___ DATA RECORDS ___

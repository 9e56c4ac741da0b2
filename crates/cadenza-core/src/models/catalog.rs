use chrono::{DateTime, Utc};
use serde::{Deserialize, Serialize};
use std::fmt;
use uuid::Uuid;

/// The catalog collections that take part in referential integrity.
#[derive(Debug, Clone, Copy, PartialEq, Eq, Hash, Serialize, Deserialize)]
pub enum EntityKind {
    Artist,
    Album,
    Track,
    Genre,
}

impl EntityKind {
    pub fn as_str(&self) -> &'static str {
        match self {
            EntityKind::Artist => "Artist",
            EntityKind::Album => "Album",
            EntityKind::Track => "Track",
            EntityKind::Genre => "Genre",
        }
    }

    /// Table backing this collection.
    pub fn collection(&self) -> &'static str {
        match self {
            EntityKind::Artist => "artists",
            EntityKind::Album => "albums",
            EntityKind::Track => "tracks",
            EntityKind::Genre => "genres",
        }
    }

    /// Column holding the entity's logical asset key, if the entity owns one.
    pub fn asset_column(&self) -> Option<&'static str> {
        match self {
            EntityKind::Artist | EntityKind::Album => Some("artwork_key"),
            EntityKind::Track => Some("audio_dir"),
            EntityKind::Genre => None,
        }
    }
}

impl fmt::Display for EntityKind {
    fn fmt(&self, f: &mut fmt::Formatter<'_>) -> fmt::Result {
        f.write_str(self.as_str())
    }
}

#[derive(Debug, Clone, Serialize, Deserialize, PartialEq)]
#[cfg_attr(feature = "sqlx", derive(sqlx::FromRow))]
#[serde(rename_all = "camelCase")]
pub struct Artist {
    pub id: Uuid,
    pub name: String,
    pub artwork_key: String,
    pub created_at: DateTime<Utc>,
    pub updated_at: DateTime<Utc>,
}

#[derive(Debug, Clone, Serialize, Deserialize, PartialEq)]
#[cfg_attr(feature = "sqlx", derive(sqlx::FromRow))]
#[serde(rename_all = "camelCase")]
pub struct Album {
    pub id: Uuid,
    pub name: String,
    pub artists: Vec<Uuid>,
    pub genres: Vec<Uuid>,
    pub artwork_key: String,
    pub created_at: DateTime<Utc>,
    pub updated_at: DateTime<Utc>,
}

#[derive(Debug, Clone, Serialize, Deserialize, PartialEq)]
#[cfg_attr(feature = "sqlx", derive(sqlx::FromRow))]
#[serde(rename_all = "camelCase")]
pub struct Track {
    pub id: Uuid,
    pub name: String,
    pub album: Uuid,
    pub artists: Vec<Uuid>,
    /// Logical key of the per-upload directory (original + transcoded siblings).
    pub audio_dir: String,
    pub duration_seconds: i32,
    #[serde(skip_serializing_if = "Option::is_none")]
    pub lyrics: Option<String>,
    pub created_at: DateTime<Utc>,
    pub updated_at: DateTime<Utc>,
}

#[derive(Debug, Clone, Serialize, Deserialize, PartialEq)]
#[cfg_attr(feature = "sqlx", derive(sqlx::FromRow))]
#[serde(rename_all = "camelCase")]
pub struct Genre {
    pub id: Uuid,
    pub name: String,
    pub created_at: DateTime<Utc>,
}

#[derive(Debug, Clone)]
pub struct NewArtist {
    pub name: String,
    pub artwork_key: String,
}

#[derive(Debug, Clone)]
pub struct NewAlbum {
    pub name: String,
    pub artists: Vec<Uuid>,
    pub genres: Vec<Uuid>,
    pub artwork_key: String,
}

#[derive(Debug, Clone)]
pub struct NewTrack {
    pub name: String,
    pub album: Uuid,
    pub artists: Vec<Uuid>,
    pub audio_dir: String,
    pub duration_seconds: i32,
    pub lyrics: Option<String>,
}

#[derive(Debug, Clone, Deserialize)]
pub struct NewGenre {
    pub name: String,
}

/// Partial update of an album. `None` keeps the stored value.
#[derive(Debug, Clone, Default)]
pub struct AlbumChanges {
    pub name: Option<String>,
    pub artists: Option<Vec<Uuid>>,
    pub genres: Option<Vec<Uuid>>,
    pub artwork_key: Option<String>,
}

/// Partial update of a track. A new `audio_dir` always comes with its
/// `duration_seconds`.
#[derive(Debug, Clone, Default)]
pub struct TrackChanges {
    pub name: Option<String>,
    pub album: Option<Uuid>,
    pub artists: Option<Vec<Uuid>>,
    pub audio_dir: Option<String>,
    pub duration_seconds: Option<i32>,
    pub lyrics: Option<String>,
}

/// Collection-agnostic view of one catalog record, as needed by deletion.
#[derive(Debug, Clone, PartialEq, Eq)]
pub struct CatalogEntry {
    pub kind: EntityKind,
    pub id: Uuid,
    pub display_name: String,
    pub asset_key: Option<String>,
}
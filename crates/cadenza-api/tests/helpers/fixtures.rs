//! Request builders for the admin routes.

#![allow(dead_code)]

use axum_test::multipart::{MultipartForm, Part};
use axum_test::TestServer;
use bytes::Bytes;
use serde_json::{json, Value};
use uuid::Uuid;

use super::bearer;

pub fn image_part() -> Part {
    Part::bytes(Bytes::from_static(b"\x89PNG\r\n\x1a\nfake"))
        .file_name("cover.png")
        .mime_type("image/png")
}

pub fn audio_part() -> Part {
    Part::bytes(Bytes::from_static(b"ID3fake-mp3-body"))
        .file_name("song.mp3")
        .mime_type("audio/mpeg")
}

pub fn id_of(body: &Value) -> Uuid {
    Uuid::parse_str(body["id"].as_str().expect("Expected 'id' in response"))
        .expect("Invalid UUID in response")
}

fn join(ids: &[Uuid]) -> String {
    ids.iter().map(Uuid::to_string).collect::<Vec<_>>().join(",")
}

pub async fn create_genre(client: &TestServer, name: &str) -> Uuid {
    let response = client
        .post("/admin/genre")
        .add_header("Authorization", bearer())
        .json(&json!({ "name": name }))
        .await;
    assert_eq!(response.status_code(), 201);
    id_of(&response.json())
}

pub async fn create_artist(client: &TestServer, name: &str) -> Value {
    let form = MultipartForm::new()
        .add_text("name", name)
        .add_part("file", image_part());
    let response = client
        .post("/admin/artist")
        .add_header("Authorization", bearer())
        .multipart(form)
        .await;
    assert_eq!(response.status_code(), 201);
    response.json()
}

pub async fn create_album(
    client: &TestServer,
    name: &str,
    artists: &[Uuid],
    genres: &[Uuid],
) -> Value {
    let form = MultipartForm::new()
        .add_text("name", name)
        .add_text("artists", join(artists))
        .add_text("genres", join(genres))
        .add_part("file", image_part());
    let response = client
        .post("/admin/album")
        .add_header("Authorization", bearer())
        .multipart(form)
        .await;
    assert_eq!(response.status_code(), 201);
    response.json()
}

pub async fn create_track(client: &TestServer, name: &str, album: Uuid, artists: &[Uuid]) -> Value {
    let form = MultipartForm::new()
        .add_text("name", name)
        .add_text("album", album)
        .add_text("artists", join(artists))
        .add_part("file", audio_part());
    let response = client
        .post("/admin/track")
        .add_header("Authorization", bearer())
        .multipart(form)
        .await;
    assert_eq!(response.status_code(), 201);
    response.json()
}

___

• **WHAT YOU NEED TO DO**
Retype every record above exactly as it stands.

• **YOUR SOLUTION**
repository 9e56c4ac741da0b2
filename crates/cadenza-core/src/models/catalog.rs
use chrono::{DateTime, Utc};
use serde::{Deserialize, Serialize};
use std::fmt;
use uuid::Uuid;

/// The catalog collections that take part in referential integrity.
#[derive(Debug, Clone, Copy, PartialEq, Eq, Hash, Serialize, Deserialize)]
pub enum EntityKind {
    Artist,
    Album,
    Track,
    Genre,
}

impl EntityKind {
    pub fn as_str(&self) -> &'static str {
        match self {
            EntityKind::Artist => "Artist",
            EntityKind::Album => "Album",
            EntityKind::Track => "Track",
            EntityKind::Genre => "Genre",
        }
    }

    /// Table backing this collection.
    pub fn collection(&self) -> &'static str {
        match self {
            EntityKind::Artist => "artists",
            EntityKind::Album => "albums",
            EntityKind::Track => "tracks",
            EntityKind::Genre => "genres",
        }
    }

    /// Column holding the entity's logical asset key, if the entity owns one.
    pub fn asset_column(&self) -> Option<&'static str> {
        match self {
            EntityKind::Artist | EntityKind::Album => Some("artwork_key"),
            EntityKind::Track => Some("audio_dir"),
            EntityKind::Genre => None,
        }
    }
}

impl fmt::Display for EntityKind {
    fn fmt(&self, f: &mut fmt::Formatter<'_>) -> fmt::Result {
        f.write_str(self.as_str())
    }
}

#[derive(Debug, Clone, Serialize, Deserialize, PartialEq)]
#[cfg_attr(feature = "sqlx", derive(sqlx::FromRow))]
#[serde(rename_all = "camelCase")]
pub struct Artist {
    pub id: Uuid,
    pub name: String,
    pub artwork_key: String,
    pub created_at: DateTime<Utc>,
    pub updated_at: DateTime<Utc>,
}

#[derive(Debug, Clone, Serialize, Deserialize, PartialEq)]
#[cfg_attr(feature = "sqlx", derive(sqlx::FromRow))]
#[serde(rename_all = "camelCase")]
pub struct Album {
    pub id: Uuid,
    pub name: String,
    pub artists: Vec<Uuid>,
    pub genres: Vec<Uuid>,
    pub artwork_key: String,
    pub created_at: DateTime<Utc>,
    pub updated_at: DateTime<Utc>,
}

#[derive(Debug, Clone, Serialize, Deserialize, PartialEq)]
#[cfg_attr(feature = "sqlx", derive(sqlx::FromRow))]
#[serde(rename_all = "camelCase")]
pub struct Track {
    pub id: Uuid,
    pub name: String,
    pub album: Uuid,
    pub artists: Vec<Uuid>,
    /// Logical key of the per-upload directory (original + transcoded siblings).
    pub audio_dir: String,
    pub duration_seconds: i32,
    #[serde(skip_serializing_if = "Option::is_none")]
    pub lyrics: Option<String>,
    pub created_at: DateTime<Utc>,
    pub updated_at: DateTime<Utc>,
}

#[derive(Debug, Clone, Serialize, Deserialize, PartialEq)]
#[cfg_attr(feature = "sqlx", derive(sqlx::FromRow))]
#[serde(rename_all = "camelCase")]
pub struct Genre {
    pub id: Uuid,
    pub name: String,
    pub created_at: DateTime<Utc>,
}

#[derive(Debug, Clone)]
pub struct NewArtist {
    pub name: String,
    pub artwork_key: String,
}

#[derive(Debug, Clone)]
pub struct NewAlbum {
    pub name: String,
    pub artists: Vec<Uuid>,
    pub genres: Vec<Uuid>,
    pub artwork_key: String,
}

#[derive(Debug, Clone)]
pub struct NewTrack {
    pub name: String,
    pub album: Uuid,
    pub artists: Vec<Uuid>,
    pub audio_dir: String,
    pub duration_seconds: i32,
    pub lyrics: Option<String>,
}

#[derive(Debug, Clone, Deserialize)]
pub struct NewGenre {
    pub name: String,
}

/// Partial update of an album. `None` keeps the stored value.
#[derive(Debug, Clone, Default)]
pub struct AlbumChanges {
    pub name: Option<String>,
    pub artists: Option<Vec<Uuid>>,
    pub genres: Option<Vec<Uuid>>,
    pub artwork_key: Option<String>,
}

/// Partial update of a track. A new `audio_dir` always comes with its
/// `duration_seconds`.
#[derive(Debug, Clone, Default)]
pub struct TrackChanges {
    pub name: Option<String>,
    pub album: Option<Uuid>,
    pub artists: Option<Vec<Uuid>>,
    pub audio_dir: Option<String>,
    pub duration_seconds: Option<i32>,
    pub lyrics: Option<String>,
}

/// Collection-agnostic view of one catalog record, as needed by deletion.
#[derive(Debug, Clone, PartialEq, Eq)]
pub struct CatalogEntry {
    pub kind: EntityKind,
    pub id: Uuid,
    pub display_name: String,
    pub asset_key: Option<String>,
}
filename crates/cadenza-api/tests/helpers/fixtures.rs
//! Request builders for the admin routes.

#![allow(dead_code)]

use axum_test::multipart::{MultipartForm, Part};
use axum_test::TestServer;
use bytes::Bytes;
use serde_json::{json, Value};
use uuid::Uuid;

use super::bearer;

pub fn image_part() -> Part {
    Part::bytes(Bytes::from_static(b"\x89PNG\r\n\x1a\nfake"))
        .file_name("cover.png")
        .mime_type("image/png")
}

pub fn audio_part() -> Part {
    Part::bytes(Bytes::from_static(b"ID3fake-mp3-body"))
        .file_name("song.mp3")
        .mime_type("audio/mpeg")
}

pub fn id_of(body: &Value) -> Uuid {
    Uuid::parse_str(body["id"].as_str().expect("Expected 'id' in response"))
        .expect("Invalid UUID in response")
}

fn join(ids: &[Uuid]) -> String {
    ids.iter().map(Uuid::to_string).collect::<Vec<_>>().join(",")
}

pub async fn create_genre(client: &TestServer, name: &str) -> Uuid {
    let response = client
        .post("/admin/genre")
        .add_header("Authorization", bearer())
        .json(&json!({ "name": name }))
        .await;
    assert_eq!(response.status_code(), 201);
    id_of(&response.json())
}

pub async fn create_artist(client: &TestServer, name: &str) -> Value {
    let form = MultipartForm::new()
        .add_text("name", name)
        .add_part("file", image_part());
    let response = client
        .post("/admin/artist")
        .add_header("Authorization", bearer())
        .multipart(form)
        .await;
    assert_eq!(response.status_code(), 201);
    response.json()
}

pub async fn create_album(
    client: &TestServer,
    name: &str,
    artists: &[Uuid],
    genres: &[Uuid],
) -> Value {
    let form = MultipartForm::new()
        .add_text("name", name)
        .add_text("artists", join(artists))
        .add_text("genres", join(genres))
        .add_part("file", image_part());
    let response = client
        .post("/admin/album")
        .add_header("Authorization", bearer())
        .multipart(form)
        .await;
    assert_eq!(response.status_code(), 201);
    response.json()
}

pub async fn create_track(client: &TestServer, name: &str, album: Uuid, artists: &[Uuid]) -> Value {
    let form = MultipartForm::new()
        .add_text("name", name)
        .add_text("album", album)
        .add_text("artists", join(artists))
        .add_part("file", audio_part());
    let response = client
        .post("/admin/track")
        .add_header("Authorization", bearer())
        .multipart(form)
        .await;
    assert_eq!(response.status_code(), 201);
    response.json()
}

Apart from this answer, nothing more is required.